Published April 8, 2013
This year's $110,000 grant brings the total awarded to $790,000.
Primarily, the grant helps fund laboratory-based and clinical research exploring vision processes and disease.
For example, a study led by Jack M. Sullivan, MD, PhD, clinical associate professor, is seeking novel approaches to gene therapies to correct retinitis pigmentosa, a progressive, hereditary blinding disorder.
Sangita P. Patel, MD, PhD, research assistant professor, is leading research on molecular mechanisms that regulate hydration of the cornea, a process important to maintain a healthy, transparent covering over the eye. Her lab is investigating the transport of water across the corneal endothelium, the innermost layer of the cornea, isolating the contributions and regulation of various ionic currents.
This research could lead to the first non-surgical treatment for edema of the cornea, a condition that can cause vision loss.
The 2013 grant also will support extensions of 2012 projects, which resulted in 11 published papers and encompassed three major areas of study, described below.
In 2012, UB researchers produced the first three-dimensional, X-ray structure of the interphotoreceptor retinoid-binding protein (IRBP), shedding light on its function in the vision cycle, health and disease.
The protein, secreted by light-detecting photoreceptors on the retina, shuttles vitamin A-related and other lipid-soluble molecules between the neural retina and the retinal pigment epithelium.
Researchers believe that mutations in the protein's chemical binding site―definitively established for the first time by the X-ray structure―can disrupt the protein’s transport function.

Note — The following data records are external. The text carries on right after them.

//! Vertical card display for case records and poll outcomes.

use casepulse_core::CaseRecord;
use casepulse_dispatch::{BackendError, Change, PollOutcome, PollStatus};

const MAX_WITH_CASES: usize = 10;

// ── Public API ──

/// Print records as cards, grouped in the order given.
pub fn print_records(records: &[CaseRecord]) {
    if records.is_empty() {
        println!("No records.");
        return;
    }
    for record in records {
        print_record_card(record);
    }
    println!("{} record(s)", records.len());
}

pub fn print_record_card(record: &CaseRecord) {
    println!("=== {} [{}] ===", record.case_number(), record.court());
    for (label, value) in card_fields(record) {
        println!("  {:<14} {}", label, value);
    }
    if let CaseRecord::Bombay(b) = record {
        if !b.with_cases.is_empty() {
            println!("  with");
            for w in b.with_cases.iter().take(MAX_WITH_CASES) {
                println!("    - {}: {}", w.case_number, w.details);
            }
            if b.with_cases.len() > MAX_WITH_CASES {
                println!("    ... and {} more", b.with_cases.len() - MAX_WITH_CASES);
            }
        }
    }
    println!();
}

pub fn print_poll(outcome: &PollOutcome) {
    let status = match outcome.status {
        PollStatus::Unchanged => "unchanged",
        PollStatus::Updated => "updated",
        PollStatus::Degraded => "degraded",
    };
    println!("{status}: {} ({} total, {})", outcome.message, outcome.total, outcome.file);
    if outcome.changes.is_empty() {
        if !outcome.new_items.is_empty() {
            println!();
            print_records(&outcome.new_items);
        }
        return;
    }
    println!();
    for change in &outcome.changes {
        match change {
            Change::Added { record } => {
                println!("+ added");
                print_record_card(record);
            }
            Change::Updated { new, .. } => {
                println!("~ updated");
                print_record_card(new);
            }
            Change::Removed { record } => {
                println!("- removed {} [{}]", record.case_number(), record.court());
                println!();
            }
        }
    }
}

/// Report backends that contributed nothing, on stderr.
pub fn print_failures(failures: &[BackendError]) {
    for f in failures {
        eprintln!("warning: {f}");
    }
}

// ── Field extraction ──

fn card_fields(record: &CaseRecord) -> Vec<(&'static str, String)> {
    let mut out = Vec::new();
    let mut push = |label: &'static str, value: Option<&str>| {
        if let Some(v) = value.filter(|v| !v.trim().is_empty()) {
            out.push((label, v.trim().to_string()));
        }
    };
    match record {
        CaseRecord::Case(c) => {
            push("petitioner", Some(c.petitioner.as_str()));
            push("respondent", Some(c.respondent.as_str()));
            push("advocates", Some(c.advocates.as_str()));
            push("judge", c.judge.as_deref());
            push("court no", c.court_no.as_deref());
            push("date", c.date.as_deref());
        }
        CaseRecord::Bombay(b) => {
            let c = &b.case;
            push("petitioner", Some(c.petitioner.as_str()));
            push("respondent", Some(c.respondent.as_str()));
            push("advocates", Some(c.advocates.as_str()));
            push("judge", c.judge.as_deref());
            push("court no", c.court_no.as_deref());
            push("date", c.date.as_deref());
            push("time", b.court_time.as_deref());
            push("remarks", b.remarks.as_deref());
        }
        CaseRecord::DelhiStatus(d) => {
            push("status", d.status.as_deref());
            push("petitioner", Some(d.petitioner.as_str()));
            push("respondent", Some(d.respondent.as_str()));
            push("advocates", Some(d.advocates.as_str()));
            push("listing", Some(d.listing_info.as_str()));
            push("court no", d.court_no.as_deref());
            push("order", d.order_link.as_deref());
            push("judgment", d.judgment_link.as_deref());
        }
    }
    out
}
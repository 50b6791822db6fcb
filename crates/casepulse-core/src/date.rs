//! Date normalisation into each backend's native literal format.
//!
//! Callers supply ISO calendar dates (`YYYY-MM-DD`). Each registry expects its
//! own literal:
//!
//! | Court   | Format       | Example      |
//! |---------|--------------|--------------|
//! | supreme | `YYYY-MM-DD` | `2024-03-05` |
//! | delhi   | `DD.MM.YYYY` | `05.03.2024` |
//! | bombay  | `DD-MM-YYYY` | `05-03-2024` |
//! | nclat   | `DD/MM/YYYY` | `05/03/2024` |
//! | cerc    | as given     | `2024-03`    |
//!
//! The tribunal path is lenient: callers may already hold a tribunal-native
//! string (e.g. scraped from an earlier result), so normalisation there is
//! idempotent on already-correct input.

use chrono::NaiveDate;
use thiserror::Error;

use crate::record::Court;

const ISO: &str = "%Y-%m-%d";
const DOTTED: &str = "%d.%m.%Y";
const DASHED: &str = "%d-%m-%Y";
const SLASHED: &str = "%d/%m/%Y";

#[derive(Debug, Error, Clone, PartialEq, Eq)]
pub enum DateError {
    #[error("invalid date format: {input:?} (expected {expected})")]
    InvalidDateFormat { input: String, expected: &'static str },
}

/// Literal date format a backend expects.
#[derive(Debug, Clone, Copy, PartialEq, Eq)]
pub enum DateFormat {
    /// Passed through unchanged.
    Verbatim,
    Dotted,
    Dashed,
    /// Lenient: accepts slash, dash-first-day, or ISO input.
    Slashed,
}

impl DateFormat {
    pub fn for_court(court: Court) -> Self {
        match court {
            Court::Supreme | Court::Cerc => DateFormat::Verbatim,
            Court::Delhi => DateFormat::Dotted,
            Court::Bombay => DateFormat::Dashed,
            Court::Nclat => DateFormat::Slashed,
        }
    }

    pub fn apply(self, input: &str) -> Result<String, DateError> {
        match self {
            DateFormat::Verbatim => Ok(input.to_string()),
            DateFormat::Dotted => to_dotted(input),
            DateFormat::Dashed => to_dashed(input),
            DateFormat::Slashed => to_slashed(input),
        }
    }
}

/// Normalise an ISO date into `court`'s native format.
pub fn normalize(court: Court, input: &str) -> Result<String, DateError> {
    DateFormat::for_court(court).apply(input)
}

fn parse(input: &str, fmt: &str, expected: &'static str) -> Result<NaiveDate, DateError> {
    NaiveDate::parse_from_str(input.trim(), fmt).map_err(|_| DateError::InvalidDateFormat {
        input: input.to_string(),
        expected,
    })
}

/// `YYYY-MM-DD` → `DD.MM.YYYY`.
pub fn to_dotted(input: &str) -> Result<String, DateError> {
    Ok(parse(input, ISO, "YYYY-MM-DD")?.format(DOTTED).to_string())
}

/// `YYYY-MM-DD` → `DD-MM-YYYY`.
pub fn to_dashed(input: &str) -> Result<String, DateError> {
    Ok(parse(input, ISO, "YYYY-MM-DD")?.format(DASHED).to_string())
}

/// Tribunal normalisation to `DD/MM/YYYY`.
///
/// 1. Input containing `/` is assumed already correct and passed through.
/// 2. `DD-MM-YYYY` (dash at index 2) is reshaped.
/// 3. Anything else must be ISO.
pub fn to_slashed(input: &str) -> Result<String, DateError> {
    if input.contains('/') {
        return Ok(input.to_string());
    }
    let date = if input.as_bytes().get(2) == Some(&b'-') {
        parse(input, DASHED, "DD-MM-YYYY")?
    } else {
        parse(input, ISO, "YYYY-MM-DD, DD-MM-YYYY or DD/MM/YYYY")?
    };
    Ok(date.format(SLASHED).to_string())
}
//! Query dispatch and change detection over independent registry backends.
//!
//! - [`backend`]: the adapter contract every registry module implements
//! - [`dispatcher`]: fan-out search with per-backend date normalisation and
//!   failure isolation
//! - [`monitor`]: snapshot-backed change detection for watched keywords

pub mod backend;
pub mod dispatcher;
pub mod monitor;

#[cfg(feature = "http")]
pub mod http;

pub use backend::{
    Backend, BackendCause, BackendError, Backends, Blocking, BlockingBackend, Capability,
    UnknownCapability, WorkerPool,
};
pub use dispatcher::{CommissionResults, Dispatch, DispatchConfig, DispatchError, Dispatcher};
pub use monitor::{
    Change, Delta, Monitor, MonitorConfig, MonitorError, PollOutcome, PollStatus, StatusResults,
    diff,
};

#[cfg(feature = "http")]
pub use http::RemoteBackend;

This disruption may cause a recessive form of retinitis pigmentosa, a group of hereditary diseases that results in severe vision loss.
Using genetically modified mice, UB researchers studied Onecut 1, a transcription factor or protein that helps control the expression of genes in the retina.
Their experiments showed that Onecut 1 plays a crucial role in the formation of horizontal cells, laterally interconnected neurons in the retina that allow eyes to adjust to different light conditions, among other functions.
The research also revealed previously unknown and unexpected roles for Onecut 1: it helps preserve retinal integrity as well as the survival of photoreceptor cells.
Another area of research may lead to a new therapy for Smith-Lemli-Opitz syndrome (SLOS), a hereditary disorder of cholesterol metabolism that leads to cholesterol deficiency and also, in part, to retinal dysfunction and degeneration.
The syndrome is marked by the abnormal accumulation of 7-dehydrocholesterol (7DHC), an immediate chemical precursor of cholesterol.
Using in vivo models, UB researchers found that oxidized forms of 7DHC, which are degradation products of the sterol, may cause degeneration of the retina. The researchers believe that blocking oxysterol formation with antioxidants may provide a better therapy for SLOS, when combined with conventional cholesterol supplementation therapy.
In addition to research, the grant will continue to support the department’s Distinguished Lectures in Vision Science series, which brings some of the world’s most prominent vision scientists to UB to discuss their research.
A portion of the funds also will allow department clinicians and scientists to travel to biomedical conferences to present research results.
“I’m extremely excited about the research coming out of the department and the Vision Research Center housed at the Buffalo VA Medical Center, and I’m very proud of our faculty who are generating these discoveries,” says Steven J. Fliesler, PhD, Meyer H. Riwchun Endowed Chair Professor and a research health scientist at the Buffalo VA.
“I look forward to the day when these research results will be translated into clinical therapies and cures that will improve or restore vision for those with visual disabilities, and prevent vision loss for those who otherwise might suffer from progressive blinding disorders.”
As in previous years, James D. Reynolds, MD, professor and chair of the department, is the grant’s principal investigator. As the department's vice chair and director of research, Fliesler will help coordinate investigations that faculty conduct under the grant.